Старый бутылочник продолжал свой упорный марафон. Ноги уже сами несли его. Усталости он не чувствовал.
Закончилась Полянка. Закончилась и ночь. Забрезжил рассвет. Сперва робко и, как бы спрашивая позволения на то, а потом вдруг обрушился, грянул безмолвно и заполнил собой улочки и переулки, растекся по площади и чуть с ног не сбил Бусыгина.
И тут Бусыгин осознал, что кончилось его ночное бдение.
И измотанный, и жалкий, он поплелся домой, слегка пошатываясь.
Дома ждали его серые облупленные стены, трухлявый диванчик, с которого соскочил он посреди ночи, увлекаемый неведомой силой, несколько табуреток, сколоченных грубо и наспех, да графин с водой, сверху накрытый граненым двухсотграммовым стаканом.
Стакану тому позавчера минуло двадцать лет.
Диванчик жалобно заскрипел под обессилевшим обмягшим телом Бусыгина, резко и надрывно зазвенели какие-то пружины, глухо что-то стукнулось с сухим деревянным звуком, и в комнате воцарилась тишина, продолжавшаяся, однако, недолго – через несколько минут раздался приглушенный храп.
Бусыгин провалился в сон.
На этот раз он спал спокойно.
А город с лязганьем расправлял свои железобетонные суставы.
Город постепенно наполнялся зловонием, распространяя угарный смрад.
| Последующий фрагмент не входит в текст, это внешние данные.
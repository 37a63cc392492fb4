//! `dashlinks completions <shell>` and `dashlinks man`.

use anyhow::Result;
use clap::CommandFactory;
use clap_complete::Shell;
use std::io;

use crate::cli::Cli;

pub fn run_completions(shell: Shell) -> Result<()> {
    let mut cmd = Cli::command();
    clap_complete::generate(shell, &mut cmd, "dashlinks", &mut io::stdout());
    Ok(())
}

pub fn run_man() -> Result<()> {
    clap_mangen::Man::new(Cli::command()).render(&mut io::stdout())?;
    Ok(())
}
Нервозность и остервенение воцарились на улицах. В мутном небе завис плавящийся огненный шар.
К полудню стало парить еще сильней. Духота навалилась потной тяжелой массой.
И где-то за покатыми замоскворецкими крышами собирались тучи.
И где-то к часу «пик» к придавленной чертыхающейся земле метнулся первый зигзаг молнии. Грохнул гром. Обрушился ливень.
Людские потоки схлынули, уступая потокам водным, пузырящимся и нахрапистым.
Изливши страсти свои, дождь прекратился. Свежий вечерний воздух наполнился звоном и гомоном. Бурые лужи словно бы застыли, изредка тревожимые случайными каплями. Гулко застучали шаги по асфальту. Выскочили во двор дети, и по лавочкам расселись старушки.
Стало светло и прозрачно, и листья на деревьях посвежели и приобрели сочный глянец. В мире воцарился покой.
… И выглянула из-за угла зловещая фигурка Бусыгина. Он тихо, ядовито шипел и водил по воздуху усиками, словно старался уловить некие запахи.
– А где же сейчас этот Бусыгин?
– Мается.
– Как так?
– А очень просто. У него круговая программа. Он обречен выполнять одно и то же действие. Как только ситуация заканчивается, он повторяет ее вновь и вновь. Как бы по кругу бегает.
– Но когда-нибудь он вырвется из этого круга?
– Где-то в середине этого круга он умрет, тогда и вырвется.
– И тогда сразу попадет к вам?
– А он уже давно у нас. Сейчас его существование поддерживается только рефлексами. А рефлексы, как я уже говорил, работают наподобие часов – в один момент завод кончается, и они останавливаются. И дальнейшая их судьба уже зависит от руки часовщика. Ну а Часовщиком даже Демиург не может стать, только – Мастер. Ну да ладно, больше не буду тебя утомлять ни рассуждениями, ни картинами. Вот только последнюю сценку покажу тебе и отправлю обратно, в тело.